**EXERCISE OBJECTIVE**
Take every line from the entries below that includes the word "Feedback" and copy it.

_____

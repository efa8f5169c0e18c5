//! Rules for the `RatioInput` interaction.
//!
//! Answers are ordered sequences of positive ratio components. `Equals`
//! compares the spelling as entered; `IsEquivalent` reduces both operands
//! to lowest form (GCD across all components) before comparing, so it is
//! insensitive to whether either side was authored pre-reduced.

use rubric_core::classifier::{
    double_input_classifier, multi_type_single_input_classifier, single_input_classifier,
};
use rubric_core::engine::RuleClassifierMap;
use rubric_core::model::RatioExpression;

pub fn create_rule_classifiers() -> RuleClassifierMap {
    let mut rules = RuleClassifierMap::new();
    rules.insert(
        "Equals",
        single_input_classifier::<RatioExpression>("x", equals),
    );
    rules.insert(
        "IsEquivalent",
        single_input_classifier::<RatioExpression>("x", is_equivalent),
    );
    rules.insert(
        "HasNumberOfTermsEqualTo",
        multi_type_single_input_classifier::<RatioExpression, u32>(
            "y",
            has_number_of_terms_equal_to,
        ),
    );
    rules.insert(
        "HasSpecificTermEqualTo",
        double_input_classifier::<RatioExpression, u32, u32>("x", "y", has_specific_term_equal_to),
    );
    rules
}

fn equals(answer: &RatioExpression, input: &RatioExpression) -> bool {
    answer.components == input.components
}

fn is_equivalent(answer: &RatioExpression, input: &RatioExpression) -> bool {
    answer.to_lowest_form() == input.to_lowest_form()
}

fn has_number_of_terms_equal_to(answer: &RatioExpression, term_count: &u32) -> bool {
    answer.term_count() == *term_count as usize
}

/// `term_number` is 1-based; a term number of 0 or past the end never
/// matches.
fn has_specific_term_equal_to(
    answer: &RatioExpression,
    term_number: &u32,
    expected_value: &u32,
) -> bool {
    *term_number >= 1
        && answer.components.get(*term_number as usize - 1) == Some(expected_value)
}
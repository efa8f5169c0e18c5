//! Central classification engine.
//!
//! Holds the immutable two-level rule registry (interaction id → rule name
//! → classifier) assembled once at startup, and resolves submitted answers
//! either against a single named rule or against a full authored
//! interaction's answer groups.

use std::collections::HashMap;

use crate::classifier::RuleClassifier;
use crate::error::ClassificationError;
use crate::model::{AnswerValue, ClassificationResult, Interaction, RuleInputs};

/// Rule-name → classifier catalog for one interaction type.
pub type RuleClassifierMap = HashMap<&'static str, RuleClassifier>;

/// The full registry: one catalog per interaction id. Interactions without
/// rules (e.g. "Continue") register an empty catalog.
pub type ClassifierRegistry = HashMap<&'static str, RuleClassifierMap>;

/// The central answer classification engine.
///
/// Construction is the one-time wiring step; afterwards the engine is
/// read-only and safe to share across threads. Each classification call is
/// independent and idempotent for identical inputs.
pub struct ClassificationEngine {
    registry: ClassifierRegistry,
}

impl ClassificationEngine {
    pub fn new(registry: ClassifierRegistry) -> Self {
        Self { registry }
    }

    /// Interaction ids with a registered rule catalog, sorted.
    pub fn interaction_ids(&self) -> Vec<&'static str> {
        let mut ids: Vec<&'static str> = self.registry.keys().copied().collect();
        ids.sort_unstable();
        ids
    }

    /// Rule names registered for `interaction_id`, sorted.
    pub fn rule_names(&self, interaction_id: &str) -> Option<Vec<&'static str>> {
        self.registry.get(interaction_id).map(|rules| {
            let mut names: Vec<&'static str> = rules.keys().copied().collect();
            names.sort_unstable();
            names
        })
    }

    /// Resolves a single (interaction, rule) pair and invokes it with the
    /// submitted answer and the authored parameter map.
    pub fn classify_answer(
        &self,
        interaction_id: &str,
        rule_type: &str,
        answer: &AnswerValue,
        inputs: &RuleInputs,
    ) -> Result<bool, ClassificationError> {
        let rules = self.registry.get(interaction_id).ok_or_else(|| {
            ClassificationError::UnknownInteraction {
                interaction_id: interaction_id.to_string(),
            }
        })?;
        let classifier =
            rules
                .get(rule_type)
                .ok_or_else(|| ClassificationError::UnknownRule {
                    interaction_id: interaction_id.to_string(),
                    rule_type: rule_type.to_string(),
                })?;
        classifier.matches(answer, inputs)
    }

    /// Classifies an answer against a full authored interaction.
    ///
    /// Answer groups are tried in authored order; a group matches as soon
    /// as any one of its rule specs matches, and the first matching group's
    /// outcome is returned. When no group matches, the interaction's
    /// default outcome applies.
    pub fn classify(
        &self,
        interaction: &Interaction,
        answer: &AnswerValue,
    ) -> Result<ClassificationResult, ClassificationError> {
        for group in &interaction.answer_groups {
            for rule_spec in &group.rule_specs {
                let matched = self
                    .classify_answer(&interaction.id, &rule_spec.rule_type, answer, &rule_spec.inputs)
                    .inspect_err(|error| {
                        tracing::error!(
                            interaction_id = %interaction.id,
                            rule_type = %rule_spec.rule_type,
                            "aborting grading: {error}"
                        );
                    })?;
                if matched {
                    let outcome = group.outcome.clone();
                    return Ok(match &group.tagged_skill_misconception_id {
                        Some(id) => ClassificationResult::OutcomeWithMisconception {
                            outcome,
                            tagged_skill_misconception_id: id.clone(),
                        },
                        None => ClassificationResult::OutcomeOnly(outcome),
                    });
                }
            }
        }

        // Unknown interactions must fail even when no groups are authored.
        if !self.registry.contains_key(interaction.id.as_str()) {
            return Err(ClassificationError::UnknownInteraction {
                interaction_id: interaction.id.clone(),
            });
        }

        Ok(ClassificationResult::OutcomeOnly(
            interaction.default_outcome.clone(),
        ))
    }
}

#[cfg(test)]
mod tests {
    use super::*;
    use std::collections::HashMap;

    use crate::classifier::single_input_classifier;
    use crate::model::{AnswerGroup, Feedback, Outcome, RuleSpec};

    fn test_registry() -> ClassifierRegistry {
        let mut rules: RuleClassifierMap = HashMap::new();
        rules.insert(
            "Equals",
            single_input_classifier::<u32>("x", |answer, input| answer == input),
        );
        let mut registry = ClassifierRegistry::new();
        registry.insert("MultipleChoiceInput", rules);
        registry.insert("Continue", RuleClassifierMap::new());
        registry
    }

    fn outcome(dest: &str) -> Outcome {
        Outcome {
            dest_state_name: dest.into(),
            feedback: Feedback {
                content_id: format!("content_{dest}"),
                html: format!("Feedback for {dest}"),
            },
            labelled_as_correct: false,
        }
    }

    fn equals_spec(index: u32) -> RuleSpec {
        RuleSpec {
            rule_type: "Equals".into(),
            inputs: HashMap::from([("x".to_string(), AnswerValue::NonNegativeInt(index))]),
        }
    }

    #[test]
    fn classify_answer_dispatches_to_registered_rule() {
        let engine = ClassificationEngine::new(test_registry());
        let inputs = HashMap::from([("x".to_string(), AnswerValue::NonNegativeInt(2))]);

        assert!(engine
            .classify_answer(
                "MultipleChoiceInput",
                "Equals",
                &AnswerValue::NonNegativeInt(2),
                &inputs
            )
            .unwrap());
        assert!(!engine
            .classify_answer(
                "MultipleChoiceInput",
                "Equals",
                &AnswerValue::NonNegativeInt(1),
                &inputs
            )
            .unwrap());
    }

    #[test]
    fn unknown_interaction_is_an_error() {
        let engine = ClassificationEngine::new(test_registry());

        let error = engine
            .classify_answer(
                "NoSuchInteraction",
                "Equals",
                &AnswerValue::NonNegativeInt(0),
                &HashMap::new(),
            )
            .unwrap_err();
        assert!(error
            .to_string()
            .contains("Encountered unknown interaction type"));
    }

    #[test]
    fn unknown_rule_is_an_error() {
        let engine = ClassificationEngine::new(test_registry());

        let error = engine
            .classify_answer(
                "MultipleChoiceInput",
                "NoSuchRule",
                &AnswerValue::NonNegativeInt(0),
                &HashMap::new(),
            )
            .unwrap_err();
        assert!(error
            .to_string()
            .contains("Expected interaction MultipleChoiceInput to have classifier for rule type"));
    }

    #[test]
    fn classify_returns_first_matching_group() {
        let engine = ClassificationEngine::new(test_registry());
        let interaction = Interaction {
            id: "MultipleChoiceInput".into(),
            answer_groups: vec![
                AnswerGroup {
                    rule_specs: vec![equals_spec(0)],
                    outcome: outcome("first"),
                    tagged_skill_misconception_id: None,
                },
                AnswerGroup {
                    rule_specs: vec![equals_spec(1)],
                    outcome: outcome("second"),
                    tagged_skill_misconception_id: None,
                },
            ],
            default_outcome: outcome("default"),
        };

        let result = engine
            .classify(&interaction, &AnswerValue::NonNegativeInt(1))
            .unwrap();
        assert_eq!(result.outcome().dest_state_name, "second");
        assert_eq!(result.tagged_skill_misconception_id(), None);
    }

    #[test]
    fn classify_falls_back_to_default_outcome() {
        let engine = ClassificationEngine::new(test_registry());
        let interaction = Interaction {
            id: "MultipleChoiceInput".into(),
            answer_groups: vec![AnswerGroup {
                rule_specs: vec![equals_spec(0)],
                outcome: outcome("first"),
                tagged_skill_misconception_id: None,
            }],
            default_outcome: outcome("default"),
        };

        let result = engine
            .classify(&interaction, &AnswerValue::NonNegativeInt(7))
            .unwrap();
        assert_eq!(result.outcome().dest_state_name, "default");
    }

    #[test]
    fn classify_surfaces_tagged_misconception() {
        let engine = ClassificationEngine::new(test_registry());
        let interaction = Interaction {
            id: "MultipleChoiceInput".into(),
            answer_groups: vec![AnswerGroup {
                rule_specs: vec![equals_spec(3)],
                outcome: outcome("first"),
                tagged_skill_misconception_id: Some("test-misconception-id-0".into()),
            }],
            default_outcome: outcome("default"),
        };

        let result = engine
            .classify(&interaction, &AnswerValue::NonNegativeInt(3))
            .unwrap();
        assert_eq!(
            result.tagged_skill_misconception_id(),
            Some("test-misconception-id-0")
        );
    }

    #[test]
    fn interaction_without_rules_always_takes_default_outcome() {
        let engine = ClassificationEngine::new(test_registry());
        let interaction = Interaction {
            id: "Continue".into(),
            answer_groups: vec![],
            default_outcome: outcome("default"),
        };

        let result = engine
            .classify(
                &interaction,
                &AnswerValue::NormalizedString("Please continue.".into()),
            )
            .unwrap();
        assert_eq!(result.outcome().dest_state_name, "default");
    }

    #[test]
    fn classify_rejects_unknown_interaction_even_without_groups() {
        let engine = ClassificationEngine::new(test_registry());
        let interaction = Interaction {
            id: "NoSuchInteraction".into(),
            answer_groups: vec![],
            default_outcome: outcome("default"),
        };

        let error = engine
            .classify(&interaction, &AnswerValue::NonNegativeInt(0))
            .unwrap_err();
        assert_eq!(
            error,
            ClassificationError::UnknownInteraction {
                interaction_id: "NoSuchInteraction".into()
            }
        );
    }
}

_____

**RESULT BELOW**
    use crate::model::{AnswerGroup, Feedback, Outcome, RuleSpec};
            feedback: Feedback {
                html: format!("Feedback for {dest}"),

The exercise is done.